Three days after California voters rejected a ballot measure that would have restored $9.3 billion in funding for public schools, US Education Secretary Arne Duncan visited UCSF and other sites around San Francisco, calling for national education reform at every level, from preschool through graduate school.
Duncan, who appeared before an audience of educators and child advocates on May 22 at UCSF’s Mission Bay campus, said it was time “to push hard at every level of the education continuum.”
His visit came at a critical juncture for California’s public school system. Earlier that week, voters had soundly rejected five financial ballot propositions, leaving state schools vulnerable to an additional $5.3 billion budget cut over the next 13 months.
The University of California system alone faces a more than $530 million shortfall next year as a result of the failed ballot measures and decreased funding from a state facing a huge budget shortfall.

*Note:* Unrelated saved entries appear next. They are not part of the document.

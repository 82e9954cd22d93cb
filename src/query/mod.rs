//! Read side: lookups, latest-per-key lists, filtered tables and search.

pub mod filter;
pub mod page;

use std::collections::HashMap;
use std::hash::Hash;
use std::sync::Arc;
use std::time::Duration;

use uuid::Uuid;

use crate::error::ServiceError;
use crate::model::{EndpointHealthMetrics, HealthMetricsListItem, RequestListItem, RequestRecord};
use crate::store::{with_timeout, RecordStore};

pub use self::filter::{MetricsFilter, MetricsSortField, RecordFilter, RecordSortField};
pub use self::page::{Page, PageRequest, SortDirection};

#[derive(Clone)]
pub struct QueryService {
    store: Arc<dyn RecordStore>,
    timeout: Duration,
}

/// Keep, per key, the item that sorts greatest under `newer`.
fn latest_per<T, K, F, C>(items: Vec<T>, key: F, newer: C) -> Vec<T>
where
    K: Eq + Hash,
    F: Fn(&T) -> K,
    C: Fn(&T, &T) -> std::cmp::Ordering,
{
    let mut latest: HashMap<K, T> = HashMap::new();
    for item in items {
        match latest.get(&key(&item)) {
            Some(current) if newer(current, &item).is_ge() => {}
            _ => {
                latest.insert(key(&item), item);
            }
        }
    }
    let mut out: Vec<T> = latest.into_values().collect();
    out.sort_by(|a, b| newer(b, a));
    out
}

fn record_recency(a: &RequestRecord, b: &RequestRecord) -> std::cmp::Ordering {
    a.created_at.cmp(&b.created_at).then(a.id.cmp(&b.id))
}

fn metrics_recency(a: &EndpointHealthMetrics, b: &EndpointHealthMetrics) -> std::cmp::Ordering {
    a.last_updated.cmp(&b.last_updated).then(a.id.cmp(&b.id))
}

impl QueryService {
    pub fn new(store: Arc<dyn RecordStore>, timeout: Duration) -> Self {
        Self { store, timeout }
    }

    // ── Request records ─────────────────────────────────────────

    pub async fn record(&self, id: Uuid) -> Result<RequestRecord, ServiceError> {
        with_timeout(self.timeout, self.store.record_by_id(id))
            .await?
            .ok_or_else(|| ServiceError::NotFound(format!("API Request not found with id: {id}")))
    }

    async fn project_records(&self, project_id: &str) -> Result<Vec<RequestRecord>, ServiceError> {
        Ok(with_timeout(self.timeout, self.store.records_for_project(project_id)).await?)
    }

    /// One entry per distinct path: its most recent record, newest first.
    pub async fn record_list(
        &self,
        project_id: &str,
    ) -> Result<Vec<RequestListItem>, ServiceError> {
        let records = self.project_records(project_id).await?;
        Ok(latest_per(records, |r| r.path.clone(), record_recency)
            .iter()
            .map(RequestListItem::from)
            .collect())
    }

    pub async fn record_table(
        &self,
        project_id: &str,
        filter: &RecordFilter,
        sort_by: RecordSortField,
        direction: SortDirection,
        page: PageRequest,
    ) -> Result<Page<RequestRecord>, ServiceError> {
        let predicate = filter.resolve();
        let mut rows: Vec<RequestRecord> = self
            .project_records(project_id)
            .await?
            .into_iter()
            .filter(|r| predicate.matches(r))
            .collect();
        rows.sort_by(|a, b| direction.apply(sort_by.compare(a, b)).then(a.id.cmp(&b.id)));
        Ok(Page::slice(rows, page))
    }

    /// Substring match on path, newest first regardless of any sort input.
    pub async fn record_search(
        &self,
        project_id: &str,
        search: &str,
        page: PageRequest,
    ) -> Result<Page<RequestRecord>, ServiceError> {
        let mut rows: Vec<RequestRecord> = self
            .project_records(project_id)
            .await?
            .into_iter()
            .filter(|r| r.path.contains(search))
            .collect();
        rows.sort_by(|a, b| b.created_at.cmp(&a.created_at).then(a.id.cmp(&b.id)));
        Ok(Page::slice(rows, page))
    }

    pub async fn record_count(&self, project_id: &str) -> Result<u64, ServiceError> {
        Ok(with_timeout(self.timeout, self.store.count_records(project_id)).await?)
    }

    // ── Health snapshots ────────────────────────────────────────

    pub async fn metrics(&self, id: Uuid) -> Result<EndpointHealthMetrics, ServiceError> {
        with_timeout(self.timeout, self.store.metrics_by_id(id))
            .await?
            .ok_or_else(|| {
                ServiceError::NotFound(format!("Health metrics not found with id: {id}"))
            })
    }

    pub async fn metrics_for_endpoint(
        &self,
        project_id: &str,
        endpoint: &str,
    ) -> Result<EndpointHealthMetrics, ServiceError> {
        with_timeout(self.timeout, self.store.metrics_for_endpoint(project_id, endpoint))
            .await?
            .ok_or_else(|| {
                ServiceError::NotFound(format!(
                    "Health metrics not found for project: {project_id} and endpoint: {endpoint}"
                ))
            })
    }

    async fn project_metrics(
        &self,
        project_id: &str,
    ) -> Result<Vec<EndpointHealthMetrics>, ServiceError> {
        Ok(with_timeout(self.timeout, self.store.metrics_for_project(project_id)).await?)
    }

    /// Latest snapshot per endpoint, most recently updated first.
    pub async fn metrics_list(
        &self,
        project_id: &str,
    ) -> Result<Vec<HealthMetricsListItem>, ServiceError> {
        let snapshots = self.project_metrics(project_id).await?;
        Ok(latest_per(snapshots, |m| m.key(), metrics_recency)
            .iter()
            .map(HealthMetricsListItem::from)
            .collect())
    }

    pub async fn metrics_table(
        &self,
        project_id: &str,
        filter: &MetricsFilter,
        sort_by: MetricsSortField,
        direction: SortDirection,
        page: PageRequest,
    ) -> Result<Page<EndpointHealthMetrics>, ServiceError> {
        let predicate = filter.resolve();
        let mut rows: Vec<EndpointHealthMetrics> = self
            .project_metrics(project_id)
            .await?
            .into_iter()
            .filter(|m| predicate.matches(m))
            .collect();
        rows.sort_by(|a, b| direction.apply(sort_by.compare(a, b)).then(a.id.cmp(&b.id)));
        Ok(Page::slice(rows, page))
    }

    pub async fn metrics_search(
        &self,
        project_id: &str,
        search: &str,
        page: PageRequest,
    ) -> Result<Page<EndpointHealthMetrics>, ServiceError> {
        let mut rows: Vec<EndpointHealthMetrics> = self
            .project_metrics(project_id)
            .await?
            .into_iter()
            .filter(|m| m.endpoint.contains(search))
            .collect();
        rows.sort_by(|a, b| b.last_updated.cmp(&a.last_updated).then(a.id.cmp(&b.id)));
        Ok(Page::slice(rows, page))
    }

    pub async fn metrics_count(&self, project_id: &str) -> Result<u64, ServiceError> {
        Ok(with_timeout(self.timeout, self.store.count_metrics(project_id)).await?)
    }
}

In California—once considered a national model for public education—school officials from K-12 to the University of California are decrying the state of public schools and universities, a situation made worse by the impact of the national economic downturn and the ongoing state budget crisis. In fact, California’s per-student spending ranks 47th in the country. The state would have to increase its spending by almost $2,400 per student—or 31 percent—simply to reach the national average, according to State Superintendent of Public Instruction Jack O’Connell.
Some financial relief is in sight. Duncan and his colleagues in Washington, DC, are in the midst of doling out $100 billion in education funding to states as part of the American Recovery and Reinvestment Act, the economic stimulus package approved in February.
California has already received about $4.3 billion in stimulus money to put toward education, and could receive billions more if state funding for education doesn’t drop too low, Duncan said.
He pointed to San Francisco as a city that has made real progress in education reform, and said he “couldn’t be more hopeful about the direction [the city is] going.”
Among other milestones, in 2005, San Francisco became the first city in California to commit local funds to universal preschool, and it was the highest-performing urban school district in the state in 2008.
We have billions of dollars to invest in what works,” Duncan said of the stimulus funds. “We need to make pockets of excellence islands of excellence into systems of excellence.”
Joseph Castro, PhD, UCSF’s vice provost of Student Academic Affairs, who helped organize Duncan’s visit to UCSF Mission Bay, said he was “encouraged by [Duncan’s] bold plans for improving education. This unprecedented level of investment will help to reduce the achievement gap in K-12 schools and provide more opportunities for students from all backgrounds to achieve their college and career aspirations.”
For more than 20 years, UCSF has partnered with the San Francisco Unified School District (SFUSD) with that same goal in mind, Castro noted. The joint program “I’m Going to College,” for example, exposes underserved elementary school students to health careers and helps them make the connection between attending college and becoming health care professionals.
And the Science & Health Education Partnership (SEP), founded in 1987 at UCSF, is nationally recognized as a model partnership between a university and a local public school system. Each year, more than 400 SFUSD K-12 teachers and their students representing 80 percent to 90 percent of SFUSD’s schools participate in SEP programs.
Marian Wright Edelman, a renowned activist for the rights of children and president and founder of the Children’s Defense Fund, answers questions from the audience at an education conference at UCSF Mission Bay.
Plans are underway to further enhance partnerships between SFUSD and UCSF. Castro said he believes such programs are well positioned to compete for federal stimulus funds.
While visiting UCSF, Duncan was joined by Marian Wright Edelman, president of the Children’s Defense Fund, who said education policy should be like “good parenting” and called for a system in which children are viewed as precious resources.
“We are going backwards,” Edelman said of education in America, warning that the cradle-to-college pipeline increasingly is being replaced by the “cradle-to-prison” pipeline.
Edelman expressed some optimism about the stimulus plan’s promised support for education, and said educators and child advocacy groups would have to “get creative” to maximize the benefit of those funds.
“This is both the worst and the best of times, to borrow a phrase from Dickens,” she said.
Much of the May 22 discussion centered on K-12 education, but Duncan stressed the importance of investing in higher education as well.
“High school is not enough,” he said. “We have to think beyond that.”
President Barack Obama has pledged to increase college financial aid and to work to make the United States the world leader in the proportion of college graduates by 2020.